Through the Eyes of a Recruit

Today, high school athletes see things a lot differently than those from years past and they don't share the same opinion as most collegiate fans. Read here for some of my experience with "today's" athletes.

While most Illinois basketball and football fans watch and drive to games every week, they sometimes struggle with the fact that players don't share that some love. Tom Ryan, a middle school athletic director and U of I graduate in Illinois said, "Today's kids have no sense of loyalty to the state university. You don't see kids from other states flocking to other schools the way they do here in Illinois." Just in the past couple years Illinois has lost the state's two best players to the NBA and Kansas, and (from reliable sources) for star recruit Julian Wright, Illinois may have been his third option behind Kansas and Arizona.

Often times when I call a recruit, one of my favorite questions I like to ask is, "Do you see the Illini play on TV or have you attended a game?" Nine times out of ten they say, "No, I don't like to watch college hoops" or "It's hard for me to find time for it." One Illini recruit was really different with his answer. PG Eric Price said, "I watch them every chance I can get. Dee Brown is my favorite player and I can also learn things from him." When I told that to Mr. Ryan he said, "That's the kind of player we need at Illinois."

Many players today don't share that drive to become better and learn the game. Nor do they develop that love for certain teams and take the time to watch what coaches are teaching the college athletes today. Corey Prince my nephew and he has gone to Illinois, Iowa and Indiana for unofficial visits, so I saw first hand how much interest he had in learning more about the game. Corey, like most kids, liked Duke growing up but also had a soft spot for Illinois. He has never watched a full college basketball game in its entirety. Alleman High School basketball coach Larry Schulte said, "If high school players would watch more college basketball they would really understand the game so much better. Kids today don't play defense correctly, shooting is a lost art, and just plain dribbling a basketball is tough for some. So by the time they get to college, if they go, some struggle."

Schulte is a big believer in Weber and likes his style and method of teaching the game to his players. He also feels that his system is a great one for kids to play in, but selling that to players is another thing.

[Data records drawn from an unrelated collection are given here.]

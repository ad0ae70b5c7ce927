//! Reassembles the raw byte stream into binary packets, ASCII data lines,
//! and command replies.

use crate::decode::Dialect;
use crate::settings::{CommandSet, OutputFormat, Settings};

/// Fujitsu P-Series frames a packet on any byte greater than this, rather
/// than the high-bit-set rule every other dialect uses.
const FUJITSU_START_THRESHOLD: u8 = 130;
const FUJITSU_PACKET_SIZE: usize = 5;

/// A framer parameter snapshot computed fresh each tick from `Settings`, so
/// a mid-stream reconfiguration takes effect cleanly at the next tick
/// boundary rather than being read off mutable shared state mid-packet.
#[derive(Clone, Copy, Debug)]
pub struct FrameParams {
    pub packet_size: usize,
    pub ascii: bool,
    pub fujitsu: bool,
    pub tabletpc: bool,
}

impl FrameParams {
    #[must_use]
    pub fn from_settings(settings: &Settings, dialect: &Dialect) -> Self {
        Self {
            packet_size: settings.packet_size(),
            ascii: matches!(settings.output_format, OutputFormat::Ascii)
                && matches!(settings.command_set, CommandSet::WacomIIs),
            fujitsu: matches!(dialect, Dialect::FujitsuP(_)),
            tabletpc: matches!(settings.command_set, CommandSet::TabletPc),
        }
    }
}

#[derive(Clone, Debug, PartialEq, Eq)]
pub enum Frame {
    BinaryPacket(Vec<u8>),
    AsciiDataPacket(Vec<u8>),
    CommandReply(Vec<u8>),
}

#[derive(Default)]
pub struct Framer {
    binary_buf: Vec<u8>,
    line_buf: Vec<u8>,
    comma_count: u32,
}

impl Framer {
    #[must_use]
    pub fn new() -> Self {
        Self::default()
    }

    /// Discards any in-flight accumulator. Called explicitly on every
    /// `setup`/`reinit` control command rather than relying on framing
    /// heuristics to recover from a mid-stream protocol switch.
    pub fn drain(&mut self) {
        self.binary_buf.clear();
        self.line_buf.clear();
        self.comma_count = 0;
    }

    /// Feed one byte at a time, draining completed frames into `out`.
    pub fn feed(&mut self, byte: u8, params: &FrameParams, out: &mut Vec<Frame>) {
        if params.fujitsu {
            self.feed_fujitsu(byte, out);
            return;
        }

        if byte & 0x80 != 0 {
            if !self.binary_buf.is_empty() {
                // A fresh start byte arrived before the prior packet completed;
                // the incomplete accumulator is simply dropped.
                self.binary_buf.clear();
            }
            self.binary_buf.push(byte);
            self.line_buf.clear();
            self.comma_count = 0;
            return;
        }

        if !self.binary_buf.is_empty() {
            self.binary_buf.push(byte);
            let expected = if params.tabletpc && self.binary_buf[0] & crate::wire::TPC_MASK0_QUERY_DATA != 0 {
                crate::wire::TPC_QUERY_REPLY_SIZE
            } else {
                params.packet_size
            };
            if self.binary_buf.len() >= expected {
                let packet = std::mem::take(&mut self.binary_buf);
                out.push(Frame::BinaryPacket(packet));
            }
            return;
        }

        // Not in a binary packet: normalize line terminators and accumulate
        // either an ASCII data line or a command reply line.
        match byte {
            b'\n' => self.terminate_line(out),
            b'\r' => {
                if self.line_buf.is_empty() {
                    // leading \r is ignored.
                } else {
                    self.terminate_line(out);
                }
            }
            b',' => {
                self.line_buf.push(byte);
                self.comma_count += 1;
                // SD-series answers the ID query with a comma-terminated
                // line rather than \r; the third comma ends it.
                if self.comma_count >= 3 {
                    self.terminate_line(out);
                }
            }
            _ => self.line_buf.push(byte),
        }
    }

    /// Fujitsu P-Series framing: any byte over 130 opens a packet (not the
    /// high-bit rule every other dialect uses), and packets are always
    /// exactly 5 bytes.
    fn feed_fujitsu(&mut self, byte: u8, out: &mut Vec<Frame>) {
        if byte > FUJITSU_START_THRESHOLD {
            if !self.binary_buf.is_empty() {
                self.binary_buf.clear();
            }
            self.binary_buf.push(byte);
            return;
        }
        if self.binary_buf.is_empty() {
            return;
        }
        self.binary_buf.push(byte);
        if self.binary_buf.len() >= FUJITSU_PACKET_SIZE {
            let packet = std::mem::take(&mut self.binary_buf);
            out.push(Frame::BinaryPacket(packet));
        }
    }

    fn terminate_line(&mut self, out: &mut Vec<Frame>) {
        if self.line_buf.is_empty() {
            return;
        }
        let line = std::mem::take(&mut self.line_buf);
        self.comma_count = 0;
        let frame = match line.first() {
            Some(b'#' | b'!' | b'*') => Frame::AsciiDataPacket(line),
            _ => Frame::CommandReply(line),
        };
        out.push(frame);
    }

    /// Feed a whole byte window at once, returning every completed frame.
    pub fn feed_all(&mut self, bytes: &[u8], params: &FrameParams) -> Vec<Frame> {
        let mut out = Vec::new();
        for &b in bytes {
            self.feed(b, params, &mut out);
        }
        out
    }
}

#[cfg(test)]
mod tests {
    use super::*;

    fn params(packet_size: usize) -> FrameParams {
        FrameParams { packet_size, ascii: false, fujitsu: false, tabletpc: false }
    }

    #[test]
    fn binary_packet_completes_at_expected_length_without_next_start_byte() {
        let mut f = Framer::new();
        let frames = f.feed_all(&[0x80, 0x01, 0x02, 0x03, 0x04, 0x05, 0x06], &params(7));
        assert_eq!(frames.len(), 1);
        assert!(matches!(&frames[0], Frame::BinaryPacket(p) if p.len() == 7));
    }

    #[test]
    fn new_start_byte_discards_incomplete_accumulator() {
        let mut f = Framer::new();
        let frames = f.feed_all(&[0x80, 0x01, 0x80, 0x01, 0x02, 0x03, 0x04, 0x05, 0x06], &params(7));
        assert_eq!(frames.len(), 1);
    }

    #[test]
    fn command_reply_terminates_on_cr() {
        let mut f = Framer::new();
        let frames = f.feed_all(b"~#GD-0608-R00,V1.2-7\r", &params(7));
        assert_eq!(frames.len(), 1);
        assert!(matches!(&frames[0], Frame::CommandReply(_)));
    }

    #[test]
    fn ascii_data_line_is_distinguished_from_command_reply() {
        let mut f = Framer::new();
        let frames = f.feed_all(b"#,100,200,1\r", &params(7));
        assert_eq!(frames.len(), 1);
        assert!(matches!(&frames[0], Frame::AsciiDataPacket(_)));
    }

    #[test]
    fn crlf_collapses_to_one_terminator() {
        let mut f = Framer::new();
        let frames = f.feed_all(b"~R\r\n", &params(7));
        assert_eq!(frames.len(), 1);
    }

    #[test]
    fn drain_clears_in_flight_state() {
        let mut f = Framer::new();
        let _ = f.feed_all(&[0x80, 0x01, 0x02], &params(7));
        f.drain();
        let frames = f.feed_all(&[0x80, 0x01, 0x02, 0x03, 0x04, 0x05, 0x06], &params(7));
        assert_eq!(frames.len(), 1);
    }

    #[test]
    fn fujitsu_framing_opens_on_byte_above_130_not_high_bit() {
        let mut f = Framer::new();
        let fujitsu_params = FrameParams { packet_size: 7, ascii: false, fujitsu: true, tabletpc: false };
        // 0x81 (129) is high-bit-set but below the 130 threshold, so it must
        // NOT open a packet; 0x83 (131) does.
        let frames = f.feed_all(&[0x81, 0x83, 0x01, 0x02, 0x03, 0x04], &fujitsu_params);
        assert_eq!(frames.len(), 1);
        assert!(matches!(&frames[0], Frame::BinaryPacket(p) if p.len() == 5));
    }

    #[test]
    fn fujitsu_framing_discards_incomplete_packet_on_new_start_byte() {
        let mut f = Framer::new();
        let fujitsu_params = FrameParams { packet_size: 7, ascii: false, fujitsu: true, tabletpc: false };
        let frames = f.feed_all(&[0x83, 0x01, 0x83, 0x01, 0x02, 0x03, 0x04], &fujitsu_params);
        assert_eq!(frames.len(), 1);
    }
}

Don't think for a minute that just because the players are there on campus they bleed the orange-and-blue either. Some came to Illinois for other reasons. There's one player in the Illini "family" that I've spoken to that picked Illinois because he drinks that blue and orange Kool-Aid - high school senior Jamar Smith from Peoria, Illinois. Sometimes talking to Smith appears to be like sitting with Bruce Weber himself. You talk about selling your program - the kid grew up liking Illinois; he's your top salesman. This kid is a throwback from the 80's: he watches every game and studies the players. Smith has said to me in an earlier interview that he studies the game so much he watches the opposing teams play so when he comes to Illinois he will know their tendencies and learn how to stop them from scoring.

There's nothing wrong with Illinois, it's just finding the right kid at the right time. Be patient. Weber has built it - now they will come.